No line of the records may be dropped; print them all again exactly.

--*--

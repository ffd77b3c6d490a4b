use anyhow::{Context, Result};
use crossterm::{
    event::{self, Event, KeyCode, KeyEventKind, KeyModifiers},
    execute,
    terminal::{EnterAlternateScreen, LeaveAlternateScreen, disable_raw_mode, enable_raw_mode},
};
use log::{debug, info};
use ratatui::{
    Terminal,
    backend::{Backend, CrosstermBackend},
};
use std::io;
use std::time::{Duration, Instant};

use super::Dashboard;
use super::render;

/// Run the dashboard full screen until the user quits
pub async fn run(dashboard: &mut Dashboard, frame_ms: u64) -> Result<()> {
    // Setup terminal
    enable_raw_mode().context("Failed to enable raw mode")?;
    let mut stdout = io::stdout();
    execute!(stdout, EnterAlternateScreen)?;
    let backend = CrosstermBackend::new(stdout);
    let mut terminal = Terminal::new(backend)?;

    dashboard.mount();
    let result = run_loop(&mut terminal, dashboard, Duration::from_millis(frame_ms.max(1))).await;
    dashboard.unmount();

    // Restore terminal
    disable_raw_mode()?;
    execute!(terminal.backend_mut(), LeaveAlternateScreen)?;
    terminal.show_cursor()?;

    result
}

async fn run_loop<B: Backend>(
    terminal: &mut Terminal<B>,
    dashboard: &mut Dashboard,
    frame: Duration,
) -> Result<()> {
    loop {
        let frame_start = Instant::now();

        // Process all pending events FIRST for minimal input latency
        while event::poll(Duration::from_millis(0))? {
            if let Event::Key(key) = event::read()? {
                if key.kind == KeyEventKind::Press && is_quit(key.code, key.modifiers) {
                    info!("Quit requested");
                    return Ok(());
                }

                if let Some(outcome) = dashboard.handle_key(&key) {
                    debug!("{:?} -> {:?}", key.code, outcome);
                }
            }
        }

        dashboard.tick(Instant::now());

        terminal.draw(|f| render::render(f, dashboard.view_mut()))?;

        // Sleep for remainder of the frame
        if let Some(remaining) = frame.checked_sub(frame_start.elapsed()) {
            tokio::time::sleep(remaining).await;
        }
    }
}

fn is_quit(code: KeyCode, modifiers: KeyModifiers) -> bool {
    match code {
        KeyCode::Char('q') => true,
        KeyCode::Char('c') => modifiers.contains(KeyModifiers::CONTROL),
        _ => false,
    }
}

#[cfg(test)]
mod tests {
    use super::*;

    #[test]
    fn test_quit_keys() {
        assert!(is_quit(KeyCode::Char('q'), KeyModifiers::NONE));
        assert!(is_quit(KeyCode::Char('q'), KeyModifiers::CONTROL));
        assert!(is_quit(KeyCode::Char('c'), KeyModifiers::CONTROL));
        assert!(!is_quit(KeyCode::Char('c'), KeyModifiers::NONE));
        assert!(!is_quit(KeyCode::Esc, KeyModifiers::NONE));
    }
}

--*--

#### TASK RESULT:
repository ffd77b3c6d490a4b
use anyhow::{Context, Result};
use crossterm::{
    event::{self, Event, KeyCode, KeyEventKind, KeyModifiers},
    execute,
    terminal::{EnterAlternateScreen, LeaveAlternateScreen, disable_raw_mode, enable_raw_mode},
};
use log::{debug, info};
use ratatui::{
    Terminal,
    backend::{Backend, CrosstermBackend},
};
use std::io;
use std::time::{Duration, Instant};

use super::Dashboard;
use super::render;

/// Run the dashboard full screen until the user quits
pub async fn run(dashboard: &mut Dashboard, frame_ms: u64) -> Result<()> {
    // Setup terminal
    enable_raw_mode().context("Failed to enable raw mode")?;
    let mut stdout = io::stdout();
    execute!(stdout, EnterAlternateScreen)?;
    let backend = CrosstermBackend::new(stdout);
    let mut terminal = Terminal::new(backend)?;

    dashboard.mount();
    let result = run_loop(&mut terminal, dashboard, Duration::from_millis(frame_ms.max(1))).await;
    dashboard.unmount();

    // Restore terminal
    disable_raw_mode()?;
    execute!(terminal.backend_mut(), LeaveAlternateScreen)?;
    terminal.show_cursor()?;

    result
}

async fn run_loop<B: Backend>(
    terminal: &mut Terminal<B>,
    dashboard: &mut Dashboard,
    frame: Duration,
) -> Result<()> {
    loop {
        let frame_start = Instant::now();

        // Process all pending events FIRST for minimal input latency
        while event::poll(Duration::from_millis(0))? {
            if let Event::Key(key) = event::read()? {
                if key.kind == KeyEventKind::Press && is_quit(key.code, key.modifiers) {
                    info!("Quit requested");
                    return Ok(());
                }

                if let Some(outcome) = dashboard.handle_key(&key) {
                    debug!("{:?} -> {:?}", key.code, outcome);
                }
            }
        }

        dashboard.tick(Instant::now());

        terminal.draw(|f| render::render(f, dashboard.view_mut()))?;

        // Sleep for remainder of the frame
        if let Some(remaining) = frame.checked_sub(frame_start.elapsed()) {
            tokio::time::sleep(remaining).await;
        }
    }
}

fn is_quit(code: KeyCode, modifiers: KeyModifiers) -> bool {
    match code {
        KeyCode::Char('q') => true,
        KeyCode::Char('c') => modifiers.contains(KeyModifiers::CONTROL),
        _ => false,
    }
}

#[cfg(test)]
mod tests {
    use super::*;

    #[test]
    fn test_quit_keys() {
        assert!(is_quit(KeyCode::Char('q'), KeyModifiers::NONE));
        assert!(is_quit(KeyCode::Char('q'), KeyModifiers::CONTROL));
        assert!(is_quit(KeyCode::Char('c'), KeyModifiers::CONTROL));
        assert!(!is_quit(KeyCode::Char('c'), KeyModifiers::NONE));
        assert!(!is_quit(KeyCode::Esc, KeyModifiers::NONE));
    }
}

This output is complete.